-- The problem --
For the listing beneath, state how many lines contain the string "labels". Give the number by itself.

-- Records for processing --
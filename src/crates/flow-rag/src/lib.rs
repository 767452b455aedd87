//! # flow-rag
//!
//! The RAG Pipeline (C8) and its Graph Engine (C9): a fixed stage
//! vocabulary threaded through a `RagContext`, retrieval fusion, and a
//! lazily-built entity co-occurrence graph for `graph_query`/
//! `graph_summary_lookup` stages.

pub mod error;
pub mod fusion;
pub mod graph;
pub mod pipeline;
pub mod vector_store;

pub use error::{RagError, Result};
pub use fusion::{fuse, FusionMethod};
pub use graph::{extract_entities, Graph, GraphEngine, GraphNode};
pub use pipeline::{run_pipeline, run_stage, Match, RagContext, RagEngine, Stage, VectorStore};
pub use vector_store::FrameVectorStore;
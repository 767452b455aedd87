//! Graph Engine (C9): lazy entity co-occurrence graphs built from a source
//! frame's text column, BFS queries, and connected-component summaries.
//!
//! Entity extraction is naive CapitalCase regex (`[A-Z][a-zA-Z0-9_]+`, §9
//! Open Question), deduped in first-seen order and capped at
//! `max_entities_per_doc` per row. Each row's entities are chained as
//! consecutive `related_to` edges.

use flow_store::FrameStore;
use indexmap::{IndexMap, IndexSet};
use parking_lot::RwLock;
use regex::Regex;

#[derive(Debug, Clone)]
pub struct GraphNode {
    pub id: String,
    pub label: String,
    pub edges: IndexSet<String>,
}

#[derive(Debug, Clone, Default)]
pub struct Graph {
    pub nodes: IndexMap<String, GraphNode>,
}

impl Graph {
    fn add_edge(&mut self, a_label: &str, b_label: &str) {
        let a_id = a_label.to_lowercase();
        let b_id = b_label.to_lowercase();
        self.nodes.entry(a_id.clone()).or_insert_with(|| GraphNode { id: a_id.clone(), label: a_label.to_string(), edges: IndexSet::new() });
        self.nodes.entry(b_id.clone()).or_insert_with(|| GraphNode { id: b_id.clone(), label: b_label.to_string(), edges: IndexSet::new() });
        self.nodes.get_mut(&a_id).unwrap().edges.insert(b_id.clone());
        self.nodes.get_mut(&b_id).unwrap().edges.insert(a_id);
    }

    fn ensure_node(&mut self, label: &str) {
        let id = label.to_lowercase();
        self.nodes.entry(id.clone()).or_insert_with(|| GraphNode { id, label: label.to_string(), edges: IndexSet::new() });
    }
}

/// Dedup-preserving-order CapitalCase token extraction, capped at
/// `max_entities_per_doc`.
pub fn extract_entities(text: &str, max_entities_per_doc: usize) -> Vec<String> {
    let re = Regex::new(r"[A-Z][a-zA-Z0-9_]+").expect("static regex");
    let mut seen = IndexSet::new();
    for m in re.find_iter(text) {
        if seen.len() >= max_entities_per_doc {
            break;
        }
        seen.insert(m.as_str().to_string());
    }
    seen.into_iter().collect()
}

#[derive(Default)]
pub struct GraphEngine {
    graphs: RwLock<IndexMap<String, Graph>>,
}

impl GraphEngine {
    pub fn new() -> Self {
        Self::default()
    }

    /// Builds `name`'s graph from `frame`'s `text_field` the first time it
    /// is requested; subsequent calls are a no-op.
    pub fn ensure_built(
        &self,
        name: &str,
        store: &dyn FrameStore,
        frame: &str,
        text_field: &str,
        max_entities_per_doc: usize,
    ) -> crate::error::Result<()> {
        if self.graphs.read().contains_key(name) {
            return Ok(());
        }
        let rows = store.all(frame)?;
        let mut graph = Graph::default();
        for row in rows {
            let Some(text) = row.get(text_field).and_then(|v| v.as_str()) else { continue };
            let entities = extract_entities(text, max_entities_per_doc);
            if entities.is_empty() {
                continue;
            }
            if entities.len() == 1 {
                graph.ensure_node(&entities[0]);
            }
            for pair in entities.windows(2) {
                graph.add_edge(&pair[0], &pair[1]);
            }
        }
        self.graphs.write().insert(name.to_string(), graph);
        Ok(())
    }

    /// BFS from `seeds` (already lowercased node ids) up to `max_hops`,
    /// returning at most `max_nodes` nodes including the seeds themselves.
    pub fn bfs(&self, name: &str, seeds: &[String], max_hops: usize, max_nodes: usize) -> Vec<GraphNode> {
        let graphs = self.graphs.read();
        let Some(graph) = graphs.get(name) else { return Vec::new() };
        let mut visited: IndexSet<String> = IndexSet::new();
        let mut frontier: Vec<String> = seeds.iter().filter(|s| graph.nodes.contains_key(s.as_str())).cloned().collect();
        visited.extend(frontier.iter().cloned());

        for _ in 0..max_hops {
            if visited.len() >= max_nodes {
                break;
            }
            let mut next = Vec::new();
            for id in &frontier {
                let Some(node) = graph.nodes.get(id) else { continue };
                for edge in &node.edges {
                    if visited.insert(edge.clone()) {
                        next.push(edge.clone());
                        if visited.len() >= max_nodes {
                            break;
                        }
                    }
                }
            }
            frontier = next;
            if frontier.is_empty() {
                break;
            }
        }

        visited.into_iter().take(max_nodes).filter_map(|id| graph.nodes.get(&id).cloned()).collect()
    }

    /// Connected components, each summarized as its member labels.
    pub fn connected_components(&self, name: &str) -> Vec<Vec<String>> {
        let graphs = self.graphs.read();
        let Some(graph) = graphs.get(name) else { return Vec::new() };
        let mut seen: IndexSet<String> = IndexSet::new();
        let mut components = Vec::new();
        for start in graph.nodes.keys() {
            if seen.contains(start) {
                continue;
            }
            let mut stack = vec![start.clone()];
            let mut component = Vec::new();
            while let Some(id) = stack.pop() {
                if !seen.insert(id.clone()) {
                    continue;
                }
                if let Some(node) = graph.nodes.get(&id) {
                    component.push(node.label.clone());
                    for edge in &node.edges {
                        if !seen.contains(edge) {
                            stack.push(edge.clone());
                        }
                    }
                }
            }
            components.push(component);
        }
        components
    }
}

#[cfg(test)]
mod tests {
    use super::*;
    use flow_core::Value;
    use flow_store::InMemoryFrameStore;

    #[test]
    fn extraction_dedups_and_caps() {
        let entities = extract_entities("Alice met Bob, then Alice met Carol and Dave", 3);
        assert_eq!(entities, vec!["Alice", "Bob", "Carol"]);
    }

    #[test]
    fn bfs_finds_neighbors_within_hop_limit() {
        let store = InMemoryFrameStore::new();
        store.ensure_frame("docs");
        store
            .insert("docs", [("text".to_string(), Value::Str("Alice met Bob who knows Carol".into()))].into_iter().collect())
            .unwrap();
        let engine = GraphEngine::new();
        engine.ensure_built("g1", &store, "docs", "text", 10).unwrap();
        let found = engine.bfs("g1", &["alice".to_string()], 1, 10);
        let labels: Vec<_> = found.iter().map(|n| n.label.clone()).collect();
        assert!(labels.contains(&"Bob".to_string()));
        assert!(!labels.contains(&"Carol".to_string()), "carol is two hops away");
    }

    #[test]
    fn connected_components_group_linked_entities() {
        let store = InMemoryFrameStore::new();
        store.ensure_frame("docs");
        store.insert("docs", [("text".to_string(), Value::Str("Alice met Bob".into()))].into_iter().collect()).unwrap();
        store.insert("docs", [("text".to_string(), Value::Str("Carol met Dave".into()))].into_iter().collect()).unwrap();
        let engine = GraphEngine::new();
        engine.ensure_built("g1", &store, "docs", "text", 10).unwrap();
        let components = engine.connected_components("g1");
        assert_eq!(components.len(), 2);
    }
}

-- Result of this exercise --
4